Push to improve palliative care

A more coordinated and integrated palliative care service is being sought for Albury-Wodonga and surrounding areas after the existing model was found to be “disjointed”, “confusing” and “lacking clear focus”.

The Albury Wodonga Cancer Foundation is calling for palliative care services to be overseen by Albury Wodonga Health, with funding support from both NSW and Victorian governments.

Mercy Health Albury would still play a key role under the proposal, offering a minimum 12-bed palliative care impatient service in Albury, as well as community services in Southern Riverina towns including Corowa, Holbrook and Culcairn.

Albury Wodonga Heath would continue to provide palliative care services to Wodonga, Towong and Indigo shire residents.

Foundation spokesman, Geoff Smith, said the region’s existing palliative care services are overseen by Murrumbidgee Local Area Health in NSW, and in Victoria, by East Hume Regional Health Services.

“They are run by very separate organisations that really have little to do with each other,” he said.

“It’s very confusing and disjointed, and lacks overall focus because there’s no single party having responsibility for palliative care in the Albury Wodonga Health catchment area.”

Mr Smith said a study undertaken by the foundation found that in some sectors, the number of patients accepted into palliative care was declining, despite an increase in demand.

“For a city of this size, this is really ridiculous,” he said.

In its report, which was developed over the past three years, the foundation states that Mercy Health Albury provides a quality in-house palliative care service with its 10-bed hospice and specifically trained palliative care staff.

But in 2017, just 21 per cent of patients that were admitted to the service were from Victoria.

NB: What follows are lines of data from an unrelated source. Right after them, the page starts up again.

use mos6502_rs::isa::nmos::NmosDecoder;
use mos6502_rs::{Cpu, LinearMemory, Status};

// Runs `code` from 0x0200 until BRK.
fn exec(code: &[u8], setup: impl FnOnce(&mut Cpu, &mut LinearMemory)) -> (Cpu, LinearMemory) {
    let mut mem = LinearMemory::new(0x10000);
    mem.load(0x0200, code);
    let mut cpu = Cpu::new();
    cpu.reset(0x0200);
    setup(&mut cpu, &mut mem);
    let dec = NmosDecoder;
    for _ in 0..1000 {
        cpu.step(&mut mem, &dec).unwrap();
        if cpu.halted {
            break;
        }
    }
    assert!(cpu.halted, "program did not reach BRK");
    (cpu, mem)
}

#[test]
fn lda_sets_n_and_z() {
    for (v, n, z) in [(0x00, false, true), (0x79, false, false), (0x80, true, false), (0xFF, true, false)] {
        let (cpu, _) = exec(&[0xA9, v], |_, _| {});
        assert_eq!(cpu.a, v);
        assert_eq!(cpu.flag(Status::N), n, "N after LDA #{v:#04x}");
        assert_eq!(cpu.flag(Status::Z), z, "Z after LDA #{v:#04x}");
    }
}

#[test]
fn cpy_against_0x10() {
    // (operand, C, Z, N)
    let cases = [
        (0x00, true, false, false),
        (0x10, true, true, false),
        (0x80, false, false, true),
        (0xFF, false, false, false),
    ];
    for (m, c, z, n) in cases {
        let (cpu, _) = exec(&[0xC0, m], |cpu, _| cpu.y = 0x10);
        assert_eq!(cpu.flag(Status::C), c, "C for CPY #{m:#04x}");
        assert_eq!(cpu.flag(Status::Z), z, "Z for CPY #{m:#04x}");
        assert_eq!(cpu.flag(Status::N), n, "N for CPY #{m:#04x}");
        assert_eq!(cpu.y, 0x10);
    }
}

#[test]
fn compare_records_signed_difference() {
    let (cpu, _) = exec(&[0xC0, 0x02], |cpu, _| cpu.y = 1); // CPY #2
    assert_eq!(cpu.sir, -1);
    assert!(!cpu.flag(Status::C));
    assert!(cpu.flag(Status::N));

    // CMP $10 with A = 5, [$10] = 3
    let (cpu, _) = exec(&[0xA9, 0x05, 0xC5, 0x10], |_, mem| mem.mem[0x10] = 3);
    assert_eq!(cpu.sir, 2);
    assert!(cpu.flag(Status::C));
}

#[test]
fn asl_accumulator() {
    // (in, out, C, N)
    for (v, out, c, n) in [(0x01, 0x02, false, false), (0x7F, 0xFE, false, true), (0xFE, 0xFC, true, true)] {
        let (cpu, _) = exec(&[0xA9, v, 0x0A], |_, _| {});
        assert_eq!(cpu.a, out);
        assert_eq!(cpu.flag(Status::C), c);
        assert_eq!(cpu.flag(Status::N), n);
    }
}

#[test]
fn lsr_accumulator() {
    let (cpu, _) = exec(&[0xA9, 0x01, 0x4A], |_, _| {});
    assert_eq!(cpu.a, 0);
    assert!(cpu.flag(Status::C));
    assert!(cpu.flag(Status::Z));

    let (cpu, _) = exec(&[0xA9, 0xFF, 0x4A], |_, _| {});
    assert_eq!(cpu.a, 0x7F);
    assert!(cpu.flag(Status::C));
    assert!(!cpu.flag(Status::N));
}

#[test]
fn rol_abs_doubles_memory() {
    let (_, mem) = exec(&[0x2E, 0x00, 0x10], |_, mem| mem.mem[0x1000] = 1); // ROL $1000
    assert_eq!(mem.mem[0x1000], 2);

    // Eight rotations push the bit out into carry.
    let code: Vec<u8> = [0x2E, 0x00, 0x10].repeat(8);
    let (cpu, mem) = exec(&code, |_, mem| mem.mem[0x1000] = 1);
    assert_eq!(mem.mem[0x1000], 0);
    assert!(cpu.flag(Status::C));
}

#[test]
fn rotates_feed_carry_in() {
    // SEC; LDA #$80; ROL
    let (cpu, _) = exec(&[0x38, 0xA9, 0x80, 0x2A], |_, _| {});
    assert_eq!(cpu.a, 0x01);
    assert!(cpu.flag(Status::C));

    // SEC; LDA #$02; ROR
    let (cpu, _) = exec(&[0x38, 0xA9, 0x02, 0x6A], |_, _| {});
    assert_eq!(cpu.a, 0x81);
    assert!(!cpu.flag(Status::C));
    assert!(cpu.flag(Status::N));
}

#[test]
fn adc_carry_and_overflow() {
    // CLC; LDA #$50; ADC #$50
    let (cpu, _) = exec(&[0x18, 0xA9, 0x50, 0x69, 0x50], |_, _| {});
    assert_eq!(cpu.a, 0xA0);
    assert!(cpu.flag(Status::V));
    assert!(cpu.flag(Status::N));
    assert!(!cpu.flag(Status::C));

    // CLC; LDA #$FF; ADC #$01
    let (cpu, _) = exec(&[0x18, 0xA9, 0xFF, 0x69, 0x01], |_, _| {});
    assert_eq!(cpu.a, 0);
    assert!(cpu.flag(Status::C));
    assert!(cpu.flag(Status::Z));
    assert!(!cpu.flag(Status::V));
}

#[test]
fn sbc_borrow_and_overflow() {
    // SEC; LDA #$50; SBC #$F0
    let (cpu, _) = exec(&[0x38, 0xA9, 0x50, 0xE9, 0xF0], |_, _| {});
    assert_eq!(cpu.a, 0x60);
    assert!(!cpu.flag(Status::C));
    assert!(!cpu.flag(Status::V));

    // SEC; LDA #$50; SBC #$B0
    let (cpu, _) = exec(&[0x38, 0xA9, 0x50, 0xE9, 0xB0], |_, _| {});
    assert_eq!(cpu.a, 0xA0);
    assert!(cpu.flag(Status::V));
    assert!(cpu.flag(Status::N));

    // SEC; LDA #$10; SBC #$01
    let (cpu, _) = exec(&[0x38, 0xA9, 0x10, 0xE9, 0x01], |_, _| {});
    assert_eq!(cpu.a, 0x0F);
    assert!(cpu.flag(Status::C));
}

#[test]
fn bitwise_ops() {
    // LDA #$F0; AND #$3C
    let (cpu, _) = exec(&[0xA9, 0xF0, 0x29, 0x3C], |_, _| {});
    assert_eq!(cpu.a, 0x30);
    // LDA #$30; ORA #$0F; EOR #$FF
    let (cpu, _) = exec(&[0xA9, 0x30, 0x09, 0x0F, 0x49, 0xFF], |_, _| {});
    assert_eq!(cpu.a, 0xC0);
    assert!(cpu.flag(Status::N));
}

#[test]
fn bit_copies_high_bits_of_memory() {
    // LDA #$01; BIT $10
    let (cpu, _) = exec(&[0xA9, 0x01, 0x24, 0x10], |_, mem| mem.mem[0x10] = 0xC0);
    assert!(cpu.flag(Status::Z));
    assert!(cpu.flag(Status::N));
    assert!(cpu.flag(Status::V));
    assert_eq!(cpu.a, 0x01);
}

#[test]
fn increments_wrap() {
    // DEC $10; INC $11; LDX #$FF; INX
    let (cpu, mem) = exec(&[0xC6, 0x10, 0xE6, 0x11, 0xA2, 0xFF, 0xE8], |_, _| {});
    assert_eq!(mem.mem[0x10], 0xFF);
    assert_eq!(mem.mem[0x11], 0x01);
    assert_eq!(cpu.x, 0);
    assert!(cpu.flag(Status::Z));
}

#[test]
fn transfers_and_flag_ops() {
    // LDA #$80; TAX; TAY; LDA #0; TXA; SED; SEI; CLV
    let (cpu, _) = exec(&[0xA9, 0x80, 0xAA, 0xA8, 0xA9, 0x00, 0x8A, 0xF8, 0x78, 0xB8], |_, _| {});
    assert_eq!((cpu.a, cpu.x, cpu.y), (0x80, 0x80, 0x80));
    assert!(cpu.flag(Status::N));
    assert!(cpu.flag(Status::D));
    assert!(cpu.flag(Status::I));
    assert!(!cpu.flag(Status::V));
}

This is despite Victorian residents making up almost half of the population of the Albury Wodonga Health catchment area.

Mr Smith said an integrated palliative service overseen by Albury Wodonga Health would offer a more coordinated approach to providing care and support to patients across the region.

“We already have a model for integrated acute care for this region through Albury Wodonga Health,” he said.

“Both NSW and Victorian governments contribute to that one health service, so what is stopping us from using that model to deliver palliative care?”

Key recommendations from Albury Wodonga Cancer Foundation:

  • Establish a board to govern palliative care across the Albury Wodonga Health region.
  • Transfer palliative care activities relating to governance, funding management of Mercy Health Albury from Murrumbidgee Health to Albury Wodonga Health.
  • Expand the catchment area of Mercy Health Albury to include towns in the Southern Riverina.
  • Relocate two palliative care beds at Albury Wodonga Health’s Wodonga campus to Mercy Health Albury.
  • Engage additional full-time palliative care physicians in Albury-Wodonga.
  • Increase the number of palliative care volunteers.
  • Increase resources to service Victoria palliative care patients.